Un mélange d’étonnement, de fierté et de sidération me traversa en entendant cette question.  Un peu comme quand j’avais dix-neuf ans et que je découvrais l’Europe « by myself » pour la première fois.  Malgré tous les avancements extraordinaires de notre société actuelle, il est malheureusement considéré comme extraordinaire, anormal sinon carrément irresponsable d’être « by yourself » quelque part lorsqu’on est une jeune femme, et ce, encore plus avec un jeune bébé.   Et pourtant, je suis seulement au Québec…

 

 

Nous sommes au mois d’août de l’été dernier.  J’ai vingt-neuf ans.  Ma fille sept mois. Et sur un coup de tête, j’ai décidé de faire le tour de la péninsule gaspésienne.  Un faible budget m’a rapidement fait privilégier l’option camping.  Arrivée à Rimouski, il me manquait toujours une tente.  Un jeune homme à l’auberge de jeunesse m’en a vendu une usagée pour vingt dollars.  Elle n’est pas belle la vie ?

Notre parcours de dix-sept jours fut ponctué d’air salin, de rochers escarpés, de plages rocailleuses et de belles rencontres.  Un bébé, en particulier une fillette rousse, attire.  Et surtout, ça l’attendrit.   Résultat ? Entre autres, une magnifique soirée avec trois motards à partager une ou deux bouteilles de vin.  Trois hommes durs qui, s’émouvant devant ma fille, ont ouvert leurs cœurs et m’ont longuement parlé de leurs peines d’amours et de leurs enfants qu’ils avaient, avec désolation, bien peu connus.  Voyager seule favorise toujours la création de liens et de rencontres.  Avec un bébé, on dirait que cette affirmation se voit décuplée…

La vaillance, je peux peut-être la concevoir quant à la fatigue.
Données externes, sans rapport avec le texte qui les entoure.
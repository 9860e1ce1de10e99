//! Replay scheduler (§4.I): on a fixed interval, rotate the spillover file,
//! replay it one event at a time, and rewrite whatever failed back onto the
//! active file.
//!
//! Rotation and rewrite take the spillover exclusion lock; the replay network
//! calls themselves happen outside it, so a slow downstream endpoint never
//! blocks the writer task from appending new events.

use crate::api_client::ApiClient;
use crate::circuit_breaker::{CircuitBreakerPolicy, CircuitState};
use crate::metrics::Metrics;
use crate::spillover::SpilloverStore;
use std::sync::Arc;
use std::time::Duration;
use tokio::io::AsyncWriteExt;

pub struct ReplayScheduler {
    store: Arc<SpilloverStore>,
    api_client: Arc<ApiClient>,
    breaker: Arc<CircuitBreakerPolicy>,
    metrics: Arc<Metrics>,
    interval: Duration,
}

impl ReplayScheduler {
    pub fn new(
        store: Arc<SpilloverStore>,
        api_client: Arc<ApiClient>,
        breaker: Arc<CircuitBreakerPolicy>,
        metrics: Arc<Metrics>,
        interval: Duration,
    ) -> Self {
        Self { store, api_client, breaker, metrics, interval }
    }

    pub fn spawn(self: Arc<Self>) -> tokio::task::JoinHandle<()> {
        tokio::spawn(async move {
            let mut ticker = tokio::time::interval(self.interval);
            loop {
                ticker.tick().await;
                self.tick().await;
            }
        })
    }

    /// One rotate+replay+rewrite cycle. Exposed directly so tests can drive
    /// it without waiting on a real interval.
    pub async fn tick(&self) {
        if self.breaker.state() == CircuitState::Open {
            tracing::debug!("replay tick skipped: circuit open");
            return;
        }

        let Some(lines) = self.rotate().await else {
            return; // nothing to replay
        };
        if lines.is_empty() {
            return;
        }

        let mut remaining = Vec::new();
        let mut replayed = 0u64;
        let mut lines_iter = lines.iter();
        for line in lines_iter.by_ref() {
            match serde_json::from_slice::<crate::event::Event>(line) {
                Ok(event) => match self.api_client.create_event(&event).await {
                    Ok(_) => replayed += 1,
                    Err(e) => {
                        // A single probe per line: stop on the first send
                        // failure rather than hammering every remaining
                        // event against an endpoint that just rejected one.
                        tracing::warn!(error = %e, "replay send failed, stopping this cycle");
                        remaining.push(line.clone());
                        break;
                    }
                },
                Err(e) => {
                    tracing::error!(error = %e, "dropping unparsable spillover line");
                }
            }
        }
        remaining.extend(lines_iter.cloned());

        if replayed > 0 {
            self.metrics.record_replayed(replayed);
        }
        self.rewrite_remaining(&remaining).await;
    }

    /// Rename the active spillover file out of the way so the writer task
    /// keeps appending to a fresh one while this cycle replays the old
    /// contents. Returns the rotated-out lines, or `None` if there was
    /// nothing to rotate.
    async fn rotate(&self) -> Option<Vec<Vec<u8>>> {
        let _guard = self.store.exclusion_lock().lock_owned().await;

        let content = match tokio::fs::read(self.store.active_path()).await {
            Ok(bytes) if !bytes.is_empty() => bytes,
            Ok(_) => return None,
            Err(e) if e.kind() == std::io::ErrorKind::NotFound => return None,
            Err(e) => {
                tracing::error!(error = %e, "replay rotate: read failed");
                return None;
            }
        };

        match tokio::fs::rename(self.store.active_path(), self.store.replay_path()).await {
            Ok(()) => {}
            Err(_) => {
                // Cross-device or other rename failure: fall back to copy + truncate.
                if let Err(e) = tokio::fs::copy(self.store.active_path(), self.store.replay_path()).await {
                    tracing::error!(error = %e, "replay rotate: copy fallback failed");
                    return None;
                }
                if let Err(e) = tokio::fs::remove_file(self.store.active_path()).await {
                    tracing::error!(error = %e, "replay rotate: truncate after copy failed");
                }
            }
        }
        self.store.reset_counters();

        Some(content.split(|b| *b == b'\n').filter(|line| !line.is_empty()).map(|l| l.to_vec()).collect())
    }

    /// Merge unsent lines back onto whatever the writer has appended to the
    /// active file since rotation, via a temp file + atomic rename.
    async fn rewrite_remaining(&self, remaining: &[Vec<u8>]) {
        if remaining.is_empty() {
            let _ = tokio::fs::remove_file(self.store.replay_path()).await;
            return;
        }

        let guard = self.store.exclusion_lock().lock_owned().await;

        let current = tokio::fs::read(self.store.active_path()).await.unwrap_or_default();
        let tmp_path = self.store.active_path().with_extension("rewrite.tmp");

        let mut merged = Vec::with_capacity(current.len() + remaining.iter().map(|l| l.len() + 1).sum::<usize>());
        for line in remaining {
            merged.extend_from_slice(line);
            merged.push(b'\n');
        }
        merged.extend_from_slice(&current);

        if let Err(e) = self.write_temp_then_rename(&tmp_path, &merged).await {
            tracing::error!(error = %e, "replay rewrite failed, unsent events may be lost");
            drop(guard);
            return;
        }

        self.store.add_counts(remaining.len() as u64, merged.len() as u64 - current.len() as u64);
        let _ = tokio::fs::remove_file(self.store.replay_path()).await;
    }

    async fn write_temp_then_rename(
        &self,
        tmp_path: &std::path::Path,
        content: &[u8],
    ) -> std::io::Result<()> {
        let mut file = tokio::fs::File::create(tmp_path).await?;
        file.write_all(content).await?;
        file.flush().await?;
        drop(file);
        tokio::fs::rename(tmp_path, self.store.active_path()).await
    }
}

#[cfg(test)]
mod tests {
    use super::*;
    use crate::event::Event;
    use crate::token_provider::StaticTokenProvider;
    use crate::transport::test_support::ScriptedTransport;
    use crate::transport::TransportResponse;
    use std::collections::HashMap;
    use std::sync::atomic::{AtomicU64, Ordering};

    static COUNTER: AtomicU64 = AtomicU64::new(0);

    fn tempdir() -> std::path::PathBuf {
        let n = COUNTER.fetch_add(1, Ordering::Relaxed);
        std::env::temp_dir().join(format!("eventlogger-replay-test-{}-{}", std::process::id(), n))
    }

    fn client(transport: ScriptedTransport) -> Arc<ApiClient> {
        Arc::new(ApiClient::new(
            Arc::new(transport),
            Arc::new(StaticTokenProvider::new("tok").unwrap()),
            "https://ingest.example.com",
            Duration::from_secs(5),
        ))
    }

    fn noop_loss() -> crate::retry_scheduler::LossCallback {
        Arc::new(|_event, _reason| {})
    }

    fn event_line(correlation_id: &str) -> crate::event::QueuedEvent {
        let mut fields = HashMap::new();
        fields.insert("correlation_id".to_string(), serde_json::json!(correlation_id));
        crate::event::QueuedEvent::new(Event::new(fields))
    }

    #[tokio::test]
    async fn successful_replay_clears_the_spillover_file() {
        let dir = tempdir();
        let store = SpilloverStore::new(&dir, 100, 1_000_000, Arc::new(Metrics::new()), noop_loss()).await.unwrap();
        store.offer(crate::event::QueuedEvent::new(Event::new(HashMap::new()))).unwrap();
        tokio::time::sleep(Duration::from_millis(50)).await;

        let transport = ScriptedTransport::always(TransportResponse {
            status_code: 201,
            body: br#"{"execution_ids":["e1"]}"#.to_vec(),
        });
        let breaker = Arc::new(CircuitBreakerPolicy::new(5, Duration::from_secs(30)));
        let metrics = Arc::new(Metrics::new());
        let scheduler =
            ReplayScheduler::new(store.clone(), client(transport), breaker, metrics.clone(), Duration::from_secs(60));

        scheduler.tick().await;

        assert_eq!(metrics.snapshot(0).replayed, 1);
        assert!(!store.replay_path().exists());
        let remaining = tokio::fs::read_to_string(store.active_path()).await.unwrap_or_default();
        assert!(remaining.is_empty());
    }

    #[tokio::test]
    async fn failed_replay_rewrites_the_event_for_next_cycle() {
        let dir = tempdir();
        let store = SpilloverStore::new(&dir, 100, 1_000_000, Arc::new(Metrics::new()), noop_loss()).await.unwrap();
        store.offer(crate::event::QueuedEvent::new(Event::new(HashMap::new()))).unwrap();
        tokio::time::sleep(Duration::from_millis(50)).await;

        let transport = ScriptedTransport::always(TransportResponse { status_code: 500, body: b"{}".to_vec() });
        let breaker = Arc::new(CircuitBreakerPolicy::new(1000, Duration::from_secs(30)));
        let metrics = Arc::new(Metrics::new());
        let scheduler =
            ReplayScheduler::new(store.clone(), client(transport), breaker, metrics.clone(), Duration::from_secs(60));

        scheduler.tick().await;

        assert_eq!(metrics.snapshot(0).replayed, 0);
        let remaining = tokio::fs::read_to_string(store.active_path()).await.unwrap();
        assert_eq!(remaining.lines().count(), 1);
        assert_eq!(store.event_count(), 1);
    }

    #[tokio::test]
    async fn a_send_failure_stops_the_cycle_instead_of_probing_every_line() {
        let dir = tempdir();
        let store = SpilloverStore::new(&dir, 100, 1_000_000, Arc::new(Metrics::new()), noop_loss()).await.unwrap();
        store.offer(event_line("c1")).unwrap();
        store.offer(event_line("c2")).unwrap();
        store.offer(event_line("c3")).unwrap();
        tokio::time::sleep(Duration::from_millis(50)).await;

        let transport = Arc::new(ScriptedTransport::always(TransportResponse {
            status_code: 500,
            body: b"{}".to_vec(),
        }));
        let api_client = Arc::new(ApiClient::new(
            transport.clone(),
            Arc::new(StaticTokenProvider::new("tok").unwrap()),
            "https://ingest.example.com",
            Duration::from_secs(5),
        ));
        let breaker = Arc::new(CircuitBreakerPolicy::new(1000, Duration::from_secs(30)));
        let metrics = Arc::new(Metrics::new());
        let scheduler =
            ReplayScheduler::new(store.clone(), api_client, breaker, metrics.clone(), Duration::from_secs(60));

        scheduler.tick().await;

        assert_eq!(transport.call_count(), 1, "stop after the first send failure, don't probe every line");
        assert_eq!(metrics.snapshot(0).replayed, 0);
        let remaining = tokio::fs::read_to_string(store.active_path()).await.unwrap();
        assert_eq!(remaining.lines().count(), 3, "all three lines kept: the failing one plus the untouched rest");
        assert_eq!(store.event_count(), 3);
    }

    #[tokio::test]
    async fn tick_is_skipped_while_circuit_is_open() {
        let dir = tempdir();
        let store = SpilloverStore::new(&dir, 100, 1_000_000, Arc::new(Metrics::new()), noop_loss()).await.unwrap();
        store.offer(crate::event::QueuedEvent::new(Event::new(HashMap::new()))).unwrap();
        tokio::time::sleep(Duration::from_millis(50)).await;

        let transport = ScriptedTransport::always(TransportResponse {
            status_code: 201,
            body: br#"{"execution_ids":["e1"]}"#.to_vec(),
        });
        let breaker = Arc::new(CircuitBreakerPolicy::new(1, Duration::from_secs(30)));
        let _ = breaker
            .execute(|| async {
                Err::<(), _>(crate::ResilienceError::Inner(std::io::Error::new(
                    std::io::ErrorKind::Other,
                    "x",
                )))
            })
            .await;
        assert_eq!(breaker.state(), CircuitState::Open);

        let metrics = Arc::new(Metrics::new());
        let scheduler =
            ReplayScheduler::new(store.clone(), client(transport), breaker, metrics.clone(), Duration::from_secs(60));
        scheduler.tick().await;

        assert_eq!(metrics.snapshot(0).replayed, 0);
        assert!(store.active_path().exists());
    }
}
Oui, j’étais fatiguée le soir après avoir roulé plusieurs heures, m’être arrêtée, avoir débarqué la petite de la voiture trop pleine, contemplé le paysage et humé l’air salin (qui lui aussi éreinte), préparé les biberons, les purées, rembarqué la petite, visité tel village, trouvé un endroit où nous installer, monté la tente, préparé son souper, le mien, remballé tout le lendemain matin, démonté la tente, etc.  Sans mentionner les dents qui percent, les pleurs de fatigue, les couches à changer, les caprices qui commencent et tout ce qui est propre à la vie de bébé.  Oui, au terme de ces journées, j’étais fatiguée.  Mais le cœur quant à lui était franchement léger ! Et c’est ça qui est si bon.
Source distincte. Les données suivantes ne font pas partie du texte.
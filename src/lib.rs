#![forbid(unsafe_code)]

//! # eventlogger
//!
//! A resilient asynchronous event-delivery client: a bounded queue fed by
//! application threads, a batching sender loop gated by a circuit breaker,
//! per-event retry with exponential backoff and jitter, bounded disk
//! spillover with background replay, and an OAuth2 client-credentials token
//! provider with single-flight refresh. `AsyncEventLogger` composes all of
//! it behind a small non-blocking API.
//!
//! ## Quick Start
//!
//! ```rust,no_run
//! use eventlogger::{AsyncEventLogger, Event, EventLoggerConfig};
//! use std::collections::HashMap;
//! use std::time::Duration;
//!
//! #[tokio::main]
//! async fn main() -> Result<(), Box<dyn std::error::Error>> {
//!     let config = EventLoggerConfig::builder()
//!         .queue_capacity(10_000)
//!         .batch_size(50)
//!         .build()?;
//!
//!     let logger =
//!         AsyncEventLogger::with_static_token("https://ingest.example.com", config, "api-token")
//!             .await?;
//!
//!     let mut fields = HashMap::new();
//!     fields.insert("correlation_id".to_string(), serde_json::json!("c1"));
//!     logger.log(Event::new(fields));
//!
//!     logger.flush(Duration::from_secs(5)).await;
//!     logger.shutdown().await;
//!     Ok(())
//! }
//! ```

mod api_client;
mod backoff;
mod circuit_breaker;
mod clock;
mod config;
mod error;
mod event;
mod jitter;
mod lifecycle;
mod logger;
mod metrics;
mod queue;
mod replay;
mod retry_scheduler;
mod sender;
mod sleeper;
mod spillover;
mod token_provider;
mod transport;

// Re-exports
pub use api_client::{ApiClient, BatchErrorEntry, CreateEventResponse, CreateEventsResponse};
pub use backoff::Backoff;
pub use circuit_breaker::{CircuitBreakerConfig, CircuitBreakerPolicy, CircuitState};
pub use clock::{Clock, MonotonicClock};
pub use config::{EventLoggerConfig, EventLoggerConfigBuilder, OAuthConfig, OAuthConfigBuilder};
pub use error::{EventLoggerError, ResilienceError};
pub use event::{Batch, BatchResult, Event, QueuedEvent};
pub use jitter::Jitter;
pub use logger::AsyncEventLogger;
pub use metrics::{Metrics, MetricsSnapshot};
pub use retry_scheduler::LossCallback;
pub use sleeper::{InstantSleeper, Sleeper, TokioSleeper, TrackingSleeper};
pub use token_provider::{OAuthTokenProvider, StaticTokenProvider, TokenProvider};
pub use transport::{HttpTransport, Transport, TransportError, TransportRequest, TransportResponse};

pub mod prelude;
Au bout du compte, je n’aurais pas sensiblement fait la même chose chez moi ?  L’aventure en moins, en attendant ?  En attendant quoi exactement ?  Que mon chum soit disponible ?  Et pourquoi ?  Pour moi, il n’est plus question d’attendre.  Je suis malheureuse dans l’attente, ça me gruge de l’intérieur.  J’ai trop besoin de mouvement.  Besoin de m’illusionner encore un peu, me faire parfois croire que j’effleure du bout des doigts cette liberté que je chérissais tant.  Et ce, bébé ou pas !

Un bébé ne limite pas.  Il change le rythme.
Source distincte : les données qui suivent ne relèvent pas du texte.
//! Circuit breaker implementation with lock-free atomics

use crate::clock::{Clock, MonotonicClock};
use crate::ResilienceError;
use std::future::Future;
use std::sync::atomic::{AtomicU64, AtomicU8, AtomicUsize, Ordering};
use std::sync::Arc;
use std::time::Duration;

const STATE_CLOSED: u8 = 0;
const STATE_OPEN: u8 = 1;
const STATE_HALF_OPEN: u8 = 2;

#[derive(Debug, Clone, Copy, PartialEq, Eq)]
pub enum CircuitState {
    Closed,
    Open,
    HalfOpen,
}

#[derive(Clone)]
pub struct CircuitBreakerConfig {
    pub failure_threshold: usize,
    pub recovery_timeout: Duration,
    pub half_open_max_calls: usize,
}

impl CircuitBreakerConfig {
    pub fn disabled() -> Self {
        Self {
            failure_threshold: usize::MAX,
            recovery_timeout: Duration::from_secs(0),
            half_open_max_calls: usize::MAX,
        }
    }
}

struct CircuitBreakerState {
    state: AtomicU8,
    failure_count: AtomicUsize,
    opened_at_millis: AtomicU64,
    half_open_calls: AtomicUsize,
}

#[derive(Clone)]
pub struct CircuitBreakerPolicy {
    state: Arc<CircuitBreakerState>,
    config: CircuitBreakerConfig,
    clock: Arc<dyn Clock>,
}

impl CircuitBreakerPolicy {
    pub fn new(failure_threshold: usize, recovery_timeout: Duration) -> Self {
        Self {
            state: Arc::new(CircuitBreakerState {
                state: AtomicU8::new(STATE_CLOSED),
                failure_count: AtomicUsize::new(0),
                opened_at_millis: AtomicU64::new(0),
                half_open_calls: AtomicUsize::new(0),
            }),
            config: CircuitBreakerConfig {
                failure_threshold,
                recovery_timeout,
                half_open_max_calls: 1,
            },
            clock: Arc::new(MonotonicClock::default()),
        }
    }

    pub fn with_config(config: CircuitBreakerConfig) -> Self {
        Self {
            state: Arc::new(CircuitBreakerState {
                state: AtomicU8::new(STATE_CLOSED),
                failure_count: AtomicUsize::new(0),
                opened_at_millis: AtomicU64::new(0),
                half_open_calls: AtomicUsize::new(0),
            }),
            config,
            clock: Arc::new(MonotonicClock::default()),
        }
    }

    /// Override the clock (useful for deterministic tests)
    pub fn with_clock<C: Clock + 'static>(mut self, clock: C) -> Self {
        self.clock = Arc::new(clock);
        self
    }

    /// Snapshot of the breaker's current state, without attempting a call.
    /// Does not itself drive the Open → HalfOpen transition — that only
    /// happens inside `execute`.
    pub fn state(&self) -> CircuitState {
        match self.state.state.load(Ordering::Acquire) {
            STATE_CLOSED => CircuitState::Closed,
            STATE_OPEN => CircuitState::Open,
            STATE_HALF_OPEN => CircuitState::HalfOpen,
            _ => unreachable!("Invalid circuit breaker state"),
        }
    }

    pub fn with_half_open_limit(mut self, limit: usize) -> Self {
        self.config.half_open_max_calls = limit;
        self
    }

    pub async fn execute<T, E, Fut, Op>(&self, mut operation: Op) -> Result<T, ResilienceError<E>>
    where
        T: Send,
        E: std::error::Error + Send + Sync + 'static,
        Fut: Future<Output = Result<T, ResilienceError<E>>> + Send,
        Op: FnMut() -> Fut + Send,
    {
        // Check state and enforce policy
        loop {
            let current_state = self.state.state.load(Ordering::Acquire);

            match current_state {
                STATE_OPEN => {
                    let opened_at = self.state.opened_at_millis.load(Ordering::Acquire);
                    let now = self.now_millis();
                    let elapsed = now.saturating_sub(opened_at);

                    if elapsed >= self.config.recovery_timeout.as_millis() as u64 {
                        // Try transition to half-open
                        match self.state.state.compare_exchange(
                            STATE_OPEN,
                            STATE_HALF_OPEN,
                            Ordering::AcqRel,
                            Ordering::Acquire,
                        ) {
                            Ok(_) => {
                                // We won the race - we're the first half-open caller
                                tracing::info!("Circuit breaker → half-open");
                                self.state.half_open_calls.store(1, Ordering::Release);
                                break; // Proceed to execute
                            }
                            Err(STATE_HALF_OPEN) => {
                                // Someone else transitioned to half-open
                                // Re-check on next iteration
                                continue;
                            }
                            Err(STATE_CLOSED) => {
                                // Someone else closed it - we're good
                                break;
                            }
                            Err(_) => unreachable!("Invalid state transition"),
                        }
                    } else {
                        // Still in timeout period
                        return Err(ResilienceError::CircuitOpen {
                            failure_count: self.state.failure_count.load(Ordering::Acquire),
                            open_duration: Duration::from_millis(elapsed),
                        });
                    }
                }
                STATE_HALF_OPEN => {
                    // Limit concurrent test requests
                    let current = self.state.half_open_calls.fetch_add(1, Ordering::AcqRel);
                    if current >= self.config.half_open_max_calls {
                        self.state.half_open_calls.fetch_sub(1, Ordering::Release);
                        return Err(ResilienceError::CircuitOpen {
                            failure_count: self.state.failure_count.load(Ordering::Acquire),
                            open_duration: Duration::from_millis(0),
                        });
                    }
                    tracing::debug!(
                        in_flight = current + 1,
                        max = self.config.half_open_max_calls,
                        "Circuit breaker: half-open test request"
                    );
                    break; // Proceed to execute
                }
                STATE_CLOSED => {
                    break; // Normal operation
                }
                _ => unreachable!("Invalid circuit breaker state"),
            }
        }

        // Execute the operation
        let was_half_open = self.state.state.load(Ordering::Acquire) == STATE_HALF_OPEN;
        let result = operation().await;

        // Decrement half-open counter if needed
        if was_half_open {
            self.state.half_open_calls.fetch_sub(1, Ordering::Release);
        }

        // Update state based on result
        match &result {
            Ok(_) => self.on_success(),
            Err(_) => self.on_failure(),
        }

        result
    }

    fn on_success(&self) {
        let current = self.state.state.load(Ordering::Acquire);

        match current {
            STATE_HALF_OPEN => {
                if self
                    .state
                    .state
                    .compare_exchange(
                        STATE_HALF_OPEN,
                        STATE_CLOSED,
                        Ordering::AcqRel,
                        Ordering::Acquire,
                    )
                    .is_ok()
                {
                    self.state.failure_count.store(0, Ordering::Release);
                    self.state.opened_at_millis.store(0, Ordering::Release);
                    tracing::info!("Circuit breaker → closed");
                }
            }
            STATE_CLOSED => {
                self.state.failure_count.store(0, Ordering::Release);
            }
            _ => {}
        }
    }

    fn on_failure(&self) {
        let current = self.state.state.load(Ordering::Acquire);
        let failures = self.state.failure_count.fetch_add(1, Ordering::AcqRel) + 1;

        match current {
            STATE_HALF_OPEN => {
                if self
                    .state
                    .state
                    .compare_exchange(
                        STATE_HALF_OPEN,
                        STATE_OPEN,
                        Ordering::AcqRel,
                        Ordering::Acquire,
                    )
                    .is_ok()
                {
                    self.state
                        .opened_at_millis
                        .store(self.now_millis(), Ordering::Release);
                    tracing::warn!(failures, "Circuit breaker: test failed → open");
                }
            }
            STATE_CLOSED => {
                if failures >= self.config.failure_threshold {
                    if self
                        .state
                        .state
                        .compare_exchange(
                            STATE_CLOSED,
                            STATE_OPEN,
                            Ordering::AcqRel,
                            Ordering::Acquire,
                        )
                        .is_ok()
                    {
                        self.state
                            .opened_at_millis
                            .store(self.now_millis(), Ordering::Release);
                        tracing::error!(
                            failures,
                            threshold = self.config.failure_threshold,
                            "Circuit breaker → open"
                        );
                    }
                }
            }
            _ => {}
        }
    }

    fn now_millis(&self) -> u64 {
        self.clock.now_millis()
    }
}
La nuance est franchement importante.

C’est vrai que seule c’est un peu plus compliqué.  D’accord, je n’ai peut-être pas pu descendre une rivière à saumon en kayak ou faire du parapente au mont Saint-Pierre. Et puis après ?  J’ai mangé une délicieuse chaudrée de fruits de mer à la marina de Carleton-sur-Mer, été sur l’île de Bonaventure contempler et écouter la plus importante colonie de fous de Bassan au monde, marché abondamment sur les plages rocheuses, fait quelques randonnées pédestres quand même, admiré l’artisanat local d’une dizaine de villages, dormi à la belle étoile et je peux maintenant dire qu’il y a bel et bien un trou dans un rocher à Percé.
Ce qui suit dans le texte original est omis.